After 1950, DDT was continually incriminated until its registration cancellation in 1968 and ban in 1972. So 1950 marked a point of increased public awareness, changes in legislation and policy, voluntary phaseout, labeling requirements and discouragement from use in dairy farms. Much of the usage in the US may have moved over to forestry applications, placing less DDT directly into the food chain.
Therefore, DDT production, as an indicator of human exposure in the US, is estimated in the graph above by reviewing levels of DDT in adipose tissue (National Adipose Tissue Survey, and other studies)12 and considering the context of DDT in imported food. Levels of DDT in adipose tissue before 1955 were estimated by drawing a straight line from the low to the high levels of DDT in adipose tissue for that period. The estimate of DDT exposure is fairly accurate because DDT has a half-life of about one year. To achieve any downward trend in the DDT/adipose line, DDT exposure had to have decreased sharply. It is, however, not an assumption, but a fact, that the lowering of DDT levels in adipose tissue parallels the hyped advent of the Salk vaccination programs.
BHC vs Polio
BHC (benzene hexachloride), a persistent, organochlorine pesticide, is several times more lethal than DDT, in terms of LD50 (lethal dosage required to kill 50 percent of a test population).
As shown in the graph below, BHC was produced in 1945-1954 at quantities similar to DDT. In spite of BHC’s lethal quality, it has received much less publicity than DDT. While DDT was banned for such things as an association with the thinning of eagles’ eggs, BHC was phased out of production because it was found, after 15 years, to impart a bad taste to food. It is still used in developing nations. One is tempted to ask whether the more controversial DDT, known to be dangerous, was “fronting” for the more dangerous BHC? BHC’s correlation with polio incidence is astonishing.
Lead-Arsenic vs Polio
Note that the period 1940-46 is unaccounted for in terms of polio-pesticide correlation in the DDT and BHC graphs. The missing piece of the puzzle for this six-year period is supplied by the lead and arsenic compounds, shown in the graph below. These central nervous system (CNS) poisons were the major pesticides during the several centuries previous to the advent of the organochlorines in the early 1940s. For those who think that “organic” food was the norm before the release of DDT to the civilian sector in 1945, the immense production of lead-arsenic compounds seen in this graph proves otherwise. This data requires a reconsideration of statements regarding the “natural” quantities of arsenic found in apple seeds, apricots, or almonds or “natural” chemotherapies derived from seeds where pesticides can accumulate in the ground.

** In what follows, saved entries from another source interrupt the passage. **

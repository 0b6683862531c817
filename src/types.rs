use std::collections::{BTreeMap, HashMap};

use kube::CustomResource;
use schemars::JsonSchema;
use serde::{Deserialize, Serialize};

/// A ManagedCluster represents a cluster joined to the hub. Only the fields
/// the filter server serves back are modeled; the spec is owned upstream.
#[derive(CustomResource, Clone, Debug, Default, Deserialize, Serialize, JsonSchema, PartialEq)]
#[kube(
    group = "cluster.open-cluster-management.io",
    version = "v1",
    kind = "ManagedCluster",
    plural = "managedclusters"
)]
#[serde(rename_all = "camelCase")]
pub struct ManagedClusterSpec {
    /// Whether the hub has accepted the cluster's join request
    #[serde(default)]
    pub hub_accepts_client: bool,

    /// Endpoints the hub may use to reach the cluster's apiserver
    #[serde(default, skip_serializing_if = "Vec::is_empty")]
    pub managed_cluster_client_configs: Vec<ClientConfig>,

    /// Lease renewal period for the cluster's agent, in seconds
    #[serde(default, skip_serializing_if = "Option::is_none")]
    pub lease_duration_seconds: Option<i32>,
}

#[derive(Clone, Debug, Default, Deserialize, Serialize, JsonSchema, PartialEq)]
#[serde(rename_all = "camelCase")]
pub struct ClientConfig {
    pub url: String,
    #[serde(default, skip_serializing_if = "Option::is_none")]
    pub ca_bundle: Option<String>,
}

/// A ManagedClusterSet groups managed clusters; membership is expressed on
/// the clusters themselves, so the set spec carries nothing yet.
#[derive(CustomResource, Clone, Debug, Default, Deserialize, Serialize, JsonSchema, PartialEq)]
#[kube(
    group = "cluster.open-cluster-management.io",
    version = "v1alpha1",
    kind = "ManagedClusterSet",
    plural = "managedclustersets"
)]
#[serde(rename_all = "camelCase")]
pub struct ManagedClusterSetSpec {}

/// The authenticated identity of a request, as delivered by the delegating
/// front proxy.
#[derive(Clone, Debug, Default, PartialEq)]
pub struct UserInfo {
    pub name: String,
    pub groups: Vec<String>,
    pub extra: HashMap<String, Vec<String>>,
}

impl UserInfo {
    pub fn new(name: &str, groups: &[&str]) -> Self {
        Self {
            name: name.to_string(),
            groups: groups.iter().map(|g| g.to_string()).collect(),
            extra: HashMap::new(),
        }
    }

    pub fn scopes(&self) -> &[String] {
        self.extra
            .get(crate::scope::SCOPES_KEY)
            .map(|v| v.as_slice())
            .unwrap_or_default()
    }
}

/// One of the cluster-scoped kinds this server fronts.
pub trait TargetResource: Clone + Serialize + Send + Sync + 'static {
    const GROUP: &'static str;
    const VERSION: &'static str;
    const KIND: &'static str;
    const RESOURCE: &'static str;

    fn name(&self) -> &str;
    fn resource_version(&self) -> &str;
    fn labels(&self) -> Option<&BTreeMap<String, String>>;
    /// A metadata-only stand-in for an object already deleted upstream
    fn synthetic(name: &str) -> Self;

    fn api_version() -> String {
        format!("{}/{}", Self::GROUP, Self::VERSION)
    }
}

impl TargetResource for ManagedCluster {
    const GROUP: &'static str = "cluster.open-cluster-management.io";
    const VERSION: &'static str = "v1";
    const KIND: &'static str = "ManagedCluster";
    const RESOURCE: &'static str = "managedclusters";

    fn name(&self) -> &str {
        self.metadata.name.as_deref().unwrap_or_default()
    }

    fn resource_version(&self) -> &str {
        self.metadata.resource_version.as_deref().unwrap_or_default()
    }

    fn labels(&self) -> Option<&BTreeMap<String, String>> {
        self.metadata.labels.as_ref()
    }

    fn synthetic(name: &str) -> Self {
        ManagedCluster::new(name, ManagedClusterSpec::default())
    }
}

impl TargetResource for ManagedClusterSet {
    const GROUP: &'static str = "cluster.open-cluster-management.io";
    const VERSION: &'static str = "v1alpha1";
    const KIND: &'static str = "ManagedClusterSet";
    const RESOURCE: &'static str = "managedclustersets";

    fn name(&self) -> &str {
        self.metadata.name.as_deref().unwrap_or_default()
    }

    fn resource_version(&self) -> &str {
        self.metadata.resource_version.as_deref().unwrap_or_default()
    }

    fn labels(&self) -> Option<&BTreeMap<String, String>> {
        self.metadata.labels.as_ref()
    }

    fn synthetic(name: &str) -> Self {
        ManagedClusterSet::new(name, ManagedClusterSetSpec::default())
    }
}
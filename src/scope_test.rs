use std::collections::HashSet;
use std::sync::Arc;

use k8s_openapi::api::rbac::v1::{ClusterRole, PolicyRule};
use k8s_openapi::apimachinery::pkg::apis::meta::v1::ObjectMeta;

use crate::scope::{parse_scope, scopes_to_visible_namespaces, Scope};
use crate::store::Store;

fn strings(values: &[&str]) -> Vec<String> {
    values.iter().map(|v| v.to_string()).collect()
}

fn rule(verbs: &[&str], api_groups: &[&str], resources: &[&str]) -> PolicyRule {
    PolicyRule {
        verbs: strings(verbs),
        api_groups: Some(strings(api_groups)),
        resources: Some(strings(resources)),
        resource_names: None,
        non_resource_urls: None,
    }
}

fn role_store(roles: Vec<(&str, Vec<PolicyRule>)>) -> Arc<Store<ClusterRole>> {
    let store = Arc::new(Store::new());
    for (name, rules) in roles {
        store.apply(
            name.to_string(),
            ClusterRole {
                metadata: ObjectMeta {
                    name: Some(name.to_string()),
                    ..Default::default()
                },
                rules: Some(rules),
                ..Default::default()
            },
            Some("1".to_string()),
        );
    }
    store
}

fn set(names: &[&str]) -> HashSet<String> {
    names.iter().map(|n| n.to_string()).collect()
}

#[test]
fn test_parse_scope() {
    struct TestCase {
        name: &'static str,
        scope: &'static str,
        expected: Option<Scope>,
    }

    let test_cases = vec![
        TestCase {
            name: "user scope",
            scope: "user:full",
            expected: Some(Scope::User("full".to_string())),
        },
        TestCase {
            name: "role scope",
            scope: "role:cluster-reader:hub",
            expected: Some(Scope::ClusterRole {
                name: "cluster-reader".to_string(),
                namespace: "hub".to_string(),
                escalating: false,
            }),
        },
        TestCase {
            name: "role scope with wildcard namespace",
            scope: "role:cluster-reader:*",
            expected: Some(Scope::ClusterRole {
                name: "cluster-reader".to_string(),
                namespace: "*".to_string(),
                escalating: false,
            }),
        },
        TestCase {
            name: "escalating role scope",
            scope: "role:cluster-reader:*:!",
            expected: Some(Scope::ClusterRole {
                name: "cluster-reader".to_string(),
                namespace: "*".to_string(),
                escalating: true,
            }),
        },
        TestCase {
            name: "role scope with bad suffix",
            scope: "role:cluster-reader:*:?",
            expected: None,
        },
        TestCase {
            name: "role scope with missing namespace",
            scope: "role:cluster-reader",
            expected: None,
        },
        TestCase {
            name: "unknown indicator",
            scope: "cluster:get:pods",
            expected: None,
        },
    ];

    for tc in test_cases {
        match (&tc.expected, parse_scope(tc.scope)) {
            (Some(expected), Ok(parsed)) => {
                assert_eq!(&parsed, expected, "test case: {}", tc.name)
            }
            (None, Err(_)) => {}
            (expected, got) => panic!(
                "test case {}: expected {:?}, got {:?}",
                tc.name, expected, got
            ),
        }
    }
}

#[test]
fn test_empty_scopes_see_everything() {
    let roles = role_store(vec![]);
    let (visible, errors) = scopes_to_visible_namespaces(&[], &roles, true);
    assert!(errors.is_empty());
    assert_eq!(visible, set(&["*"]));
}

#[test]
fn test_user_scopes() {
    let roles = role_store(vec![]);

    for scope in ["user:full", "user:list-projects"] {
        let (visible, errors) =
            scopes_to_visible_namespaces(&[scope.to_string()], &roles, true);
        assert!(errors.is_empty());
        assert_eq!(visible, set(&["*"]), "scope: {}", scope);
    }

    for scope in ["user:info", "user:check-access", "user:list-scoped-projects"] {
        let (visible, errors) =
            scopes_to_visible_namespaces(&[scope.to_string()], &roles, true);
        assert!(errors.is_empty());
        assert!(visible.is_empty(), "scope: {}", scope);
    }
}

#[test]
fn test_role_scope_resolves_namespace() {
    let roles = role_store(vec![(
        "ns-reader",
        vec![rule(&["get"], &[""], &["namespaces"])],
    )]);

    let (visible, errors) =
        scopes_to_visible_namespaces(&["role:ns-reader:hub".to_string()], &roles, true);
    assert!(errors.is_empty());
    assert_eq!(visible, set(&["hub"]));

    let (visible, _) =
        scopes_to_visible_namespaces(&["role:ns-reader:*".to_string()], &roles, true);
    assert_eq!(visible, set(&["*"]));
}

#[test]
fn test_role_scope_without_namespace_grant_contributes_nothing() {
    let roles = role_store(vec![(
        "pod-reader",
        vec![rule(&["get"], &[""], &["pods"])],
    )]);

    let (visible, errors) =
        scopes_to_visible_namespaces(&["role:pod-reader:*".to_string()], &roles, true);
    assert!(errors.is_empty());
    assert!(visible.is_empty());
}

#[test]
fn test_wildcard_rules_are_dropped() {
    // a rule with unbounded verbs would match, but scope evaluation scrubs it
    let roles = role_store(vec![(
        "too-broad",
        vec![rule(&["*"], &[""], &["namespaces"])],
    )]);

    let (visible, errors) =
        scopes_to_visible_namespaces(&["role:too-broad:*".to_string()], &roles, true);
    assert!(errors.is_empty());
    assert!(visible.is_empty());
}

#[test]
fn test_escalating_scope_keeps_wildcard_rules() {
    let roles = role_store(vec![(
        "too-broad",
        vec![rule(&["*"], &[""], &["namespaces"])],
    )]);

    let (visible, errors) =
        scopes_to_visible_namespaces(&["role:too-broad:*:!".to_string()], &roles, true);
    assert!(errors.is_empty());
    assert_eq!(visible, set(&["*"]));
}

#[test]
fn test_escalating_resources_scrubbed_from_rules() {
    // the rule grants get on namespaces and secrets together; scrubbing
    // removes secrets but the namespace grant survives
    let roles = role_store(vec![(
        "mixed",
        vec![rule(&["get"], &[""], &["namespaces", "secrets"])],
    )]);

    let (visible, _) =
        scopes_to_visible_namespaces(&["role:mixed:hub".to_string()], &roles, true);
    assert_eq!(visible, set(&["hub"]));

    // a rule granting only secrets is scrubbed into nothing
    let roles = role_store(vec![("secrets-only", vec![rule(&["get"], &[""], &["secrets"])])]);
    let (visible, _) =
        scopes_to_visible_namespaces(&["role:secrets-only:hub".to_string()], &roles, true);
    assert!(visible.is_empty());
}

#[test]
fn test_missing_role_contributes_nothing() {
    let roles = role_store(vec![]);
    let (visible, errors) =
        scopes_to_visible_namespaces(&["role:gone:hub".to_string()], &roles, true);
    assert!(errors.is_empty());
    assert!(visible.is_empty());
}

#[test]
fn test_unknown_scopes() {
    let roles = role_store(vec![(
        "ns-reader",
        vec![rule(&["get"], &[""], &["namespaces"])],
    )]);
    let scopes = vec![
        "cluster:get:pods".to_string(),
        "role:ns-reader:hub".to_string(),
    ];

    // ignored when asked to, and the well-formed scope still resolves
    let (visible, errors) = scopes_to_visible_namespaces(&scopes, &roles, true);
    assert!(errors.is_empty());
    assert_eq!(visible, set(&["hub"]));

    // otherwise reported, still alongside the best-effort set
    let (visible, errors) = scopes_to_visible_namespaces(&scopes, &roles, false);
    assert_eq!(errors.len(), 1);
    assert_eq!(visible, set(&["hub"]));
}

#[test]
fn test_malformed_role_scope_is_always_an_error() {
    let roles = role_store(vec![]);
    let (visible, errors) =
        scopes_to_visible_namespaces(&["role:only-name".to_string()], &roles, true);
    assert_eq!(errors.len(), 1);
    assert!(visible.is_empty());
}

Pesticide Composite: Summary
Just over three billion pounds of persistent pesticides are represented in the graph below. Virtually all peaks and valleys correlate with a direct one-to-one relationship with each pesticide as it enters and leaves the US market. Generally, pesticide production precedes polio incidence by 1 to 2 years. I assume that this variation is due to variations in reporting methods and the time it takes to move pesticides from factory to warehouse, through distribution channels, onto the food crops and to the dinner table. A composite of the three previous graphs, of the persistent pesticides–lead, arsenic, and the dominant organochlorines (DDT and BHC)–is represented.
These four chemicals were not selected arbitrarily. These are representative of the major pesticides in use during the last major polio epidemic. They persist in the environment as neurotoxins that cause polio-like symptoms, polio-like physiology, and were dumped onto and into human food at dosage levels far above that approved by the FDA. They directly correlate with the incidence of various neurological diseases called “polio” before 1965. They were utilized, according to Biskind, in the “most intensive campaign of mass poisoning in known human history.”